Source records
=== Begin Enclosure ===
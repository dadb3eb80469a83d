// Copyright (c) 2026 Robert L. Snyder, Sierra Vista, AZ
// Licensed under the MIT License. See LICENSE file in the project root for details.

//! Deferred work and playback.
//!
//! This module provides:
//! - The host timer abstraction (`Scheduler`) with a polled virtual-time
//!   implementation and a tokio implementation
//! - The recording player

pub mod player;
pub mod scheduler;

pub use player::{PlaybackFire, PlaybackState, Player};
pub use scheduler::{QueueScheduler, Scheduler, TokioScheduler};

/// Opaque handle for one scheduled task
#[derive(Debug, Clone, Copy, PartialEq, Eq, Hash, PartialOrd, Ord)]
pub struct TaskHandle(pub u64);

/// Work the engine defers to the host timer
#[derive(Debug, Clone, Copy, PartialEq, Eq)]
pub enum TimerTask {
    /// Emit the note at this index of the playing recording
    PlaybackNote(usize),
    /// Playback reached the end of the recording
    PlaybackEnd,
    /// The recording session hit its maximum duration
    RecordingLimit,
}

/// A task whose delay elapsed, handed back to the engine
#[derive(Debug, Clone, Copy, PartialEq, Eq)]
pub struct Fired {
    /// Handle returned when the task was scheduled
    pub handle: TaskHandle,
    /// The task itself
    pub task: TimerTask,
}
// Copyright (c) 2026 Robert L. Snyder, Sierra Vista, AZ
// Licensed under the MIT License. See LICENSE file in the project root for details.

//! Recording export and import.
//!
//! Exports a single recording as pretty JSON (default) or YAML. Import
//! accepts either form, validates the result and gives it a fresh id so an
//! imported copy never collides with the recording it was exported from.

use serde::{Deserialize, Serialize};
use tracing::warn;

use super::{generate_id, Recording};
use crate::error::CodecError;

/// Interchange text format
#[derive(Debug, Clone, Copy, PartialEq, Eq, Default, Serialize, Deserialize)]
#[serde(rename_all = "lowercase")]
pub enum ExportFormat {
    /// Pretty-printed JSON
    #[default]
    Json,
    /// YAML
    Yaml,
}

impl ExportFormat {
    /// Parse a format name ("json", "yaml" or "yml")
    pub fn from_name(name: &str) -> Option<Self> {
        match name.to_ascii_lowercase().as_str() {
            "json" => Some(ExportFormat::Json),
            "yaml" | "yml" => Some(ExportFormat::Yaml),
            _ => None,
        }
    }

    /// Conventional file extension
    pub fn extension(&self) -> &'static str {
        match self {
            ExportFormat::Json => "json",
            ExportFormat::Yaml => "yaml",
        }
    }
}

/// Recording text codec
#[derive(Debug, Clone, Default)]
pub struct RecordingCodec {
    /// Format used by `export`
    format: ExportFormat,
}

impl RecordingCodec {
    /// Create a JSON codec
    pub fn new() -> Self {
        Self::default()
    }

    /// Create a codec exporting in `format`
    pub fn with_format(format: ExportFormat) -> Self {
        Self { format }
    }

    /// Get the export format
    pub fn format(&self) -> ExportFormat {
        self.format
    }

    /// Set the export format
    pub fn set_format(&mut self, format: ExportFormat) {
        self.format = format;
    }

    /// Serialize every field of a recording
    pub fn export(&self, recording: &Recording) -> Result<String, CodecError> {
        self.export_as(recording, self.format)
    }

    /// Serialize in an explicit format
    pub fn export_as(&self, recording: &Recording, format: ExportFormat) -> Result<String, CodecError> {
        match format {
            ExportFormat::Json => serde_json::to_string_pretty(recording)
                .map_err(|e| CodecError::Serialize(e.to_string())),
            ExportFormat::Yaml => {
                serde_yaml::to_string(recording).map_err(|e| CodecError::Serialize(e.to_string()))
            }
        }
    }

    /// Parse and validate exported text, assigning a fresh id
    pub fn decode(&self, text: &str) -> Result<Recording, CodecError> {
        let mut recording = parse(text)?;
        validate(&recording)?;
        recording.id = generate_id(recording.created_at);
        Ok(recording)
    }

    /// Like `decode`, but logs and discards the error
    pub fn import(&self, text: &str) -> Option<Recording> {
        match self.decode(text) {
            Ok(recording) => Some(recording),
            Err(e) => {
                warn!(error = %e, "recording import rejected");
                None
            }
        }
    }
}

fn parse(text: &str) -> Result<Recording, CodecError> {
    let json_err = match serde_json::from_str::<Recording>(text) {
        Ok(recording) => return Ok(recording),
        Err(e) => e,
    };

    serde_yaml::from_str::<Recording>(text)
        .map_err(|yaml_err| CodecError::Parse(format!("json: {}; yaml: {}", json_err, yaml_err)))
}

fn validate(recording: &Recording) -> Result<(), CodecError> {
    if recording.id.trim().is_empty() {
        return Err(CodecError::EmptyField("id"));
    }
    if recording.name.trim().is_empty() {
        return Err(CodecError::EmptyField("name"));
    }
    Ok(())
}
=== End Enclosure ===
Once you find the line with "Format used by" in the entries above, output it and each line after it up to and including the line with "of a recording", and nothing else.

▶ [TASK SOLUTION]:
    /// Format used by `export`
    format: ExportFormat,
}

impl RecordingCodec {
    /// Create a JSON codec
    pub fn new() -> Self {
        Self::default()
    }

    /// Create a codec exporting in `format`
    pub fn with_format(format: ExportFormat) -> Self {
        Self { format }
    }

    /// Get the export format
    pub fn format(&self) -> ExportFormat {
        self.format
    }

    /// Set the export format
    pub fn set_format(&mut self, format: ExportFormat) {
        self.format = format;
    }

    /// Serialize every field of a recording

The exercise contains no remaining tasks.